Speaking with CNET, Village Roadshow co-CEO Graham Burke said:
"We reached the conclusion after having an independent audit firm evaluate the cost of sending out the notices, and we concluded that it was too much of an imposition to ask the ISPs, and also from our own point of view, the amount it would cost. We concluded that it was too much of an imposition to ask the ISPs, and also from our own point of view, the amount it would cost. So we decided not to push it forward."
Burke noted that an automated system would cost far less than issuing the infringement notices manually. He warned that an automated system is in the works but did not reveal when rights holders would look to implement it.
Now, just because the three strikes code has been kiboshed doesn't mean those who download content illegally should breathe a sigh of relief just yet.
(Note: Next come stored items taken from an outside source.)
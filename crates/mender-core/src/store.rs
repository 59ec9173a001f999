//! Durable Store (C11) contract — the pipeline depends on this trait, not
//! on any particular database. The SQLite-backed implementation lives in
//! the `mender-store` crate.

use crate::types::{AnalysisArtifact, AttemptVerdict, FailureRecord, FailureStatus, FixAttempt};
use async_trait::async_trait;
use thiserror::Error;

#[derive(Debug, Error)]
pub enum StoreError {
    #[error("storage backend error: {0}")]
    Backend(String),

    #[error("failure record {0} not found")]
    NotFound(i64),
}

/// Fields needed to create (or idempotently resume) tracking a failure,
/// keyed by `(run_id, repo)` per §3.
#[derive(Debug, Clone)]
pub struct NewFailure {
    pub run_id: u64,
    pub repo: String,
    pub sha: String,
    pub branch: String,
    pub workflow_name: String,
}

/// Persistence operations the orchestrator and janitor depend on.
#[async_trait]
pub trait Store: Send + Sync {
    /// Insert a new failure row, or return the existing one for the same
    /// `(run_id, repo)` unchanged — ingestion is idempotent (§4.1).
    async fn upsert_failure(&self, new: NewFailure) -> Result<FailureRecord, StoreError>;

    /// Load a failure record by id.
    async fn get_failure(&self, id: i64) -> Result<FailureRecord, StoreError>;

    /// Transition a failure's status, recording `completed_at` when the new
    /// status is terminal.
    async fn transition(&self, id: i64, status: FailureStatus) -> Result<(), StoreError>;

    /// Apply an analysis artifact's fields onto the failure row.
    async fn record_analysis(
        &self,
        id: i64,
        analysis: &AnalysisArtifact,
    ) -> Result<(), StoreError>;

    /// Record the terminal outcome: a review-request URL, an escalation
    /// issue URL, or a free-text error, and transition to the matching
    /// terminal status in the same write.
    async fn record_outcome(
        &self,
        id: i64,
        status: FailureStatus,
        pr_url: Option<String>,
        issue_url: Option<String>,
        error: Option<String>,
    ) -> Result<(), StoreError>;

    /// Append one fix attempt row — attempts are never mutated or deleted
    /// once written, per §4.9/§6.
    async fn append_attempt(
        &self,
        failure_id: i64,
        attempt_number: u32,
        file_path: &str,
        original_code: &str,
        fixed_code: &str,
        explanation: &str,
        verdict: AttemptVerdict,
        error_output: Option<&str>,
    ) -> Result<FixAttempt, StoreError>;

    /// List all attempts for a failure, ordered by `attempt_number`.
    async fn list_attempts(&self, failure_id: i64) -> Result<Vec<FixAttempt>, StoreError>;

    /// List non-terminal failures — used on startup to resume or cancel
    /// in-flight pipelines after a restart (§9 decision on re-ingestion).
    async fn list_in_flight(&self) -> Result<Vec<FailureRecord>, StoreError>;
}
The development of the code was ordered by the Federal Government, which has threatened to bring in legislation to fight content piracy if rights holders and ISPs couldn't come up with a scheme to do it themselves.
We'll have to wait and see how the Government responds to this news.
In related news, Village Roadshow has teamed up with Hollywood heavyweights in the Australian Federal Court to force ISPs to block customers’ access to a website that streams copyrighted movies and TV shows. This move is the first major test of Australia’s new site-blocking laws under the Copyright Amendment (Online Infringement) Bill 2015 introduced in the middle of last year.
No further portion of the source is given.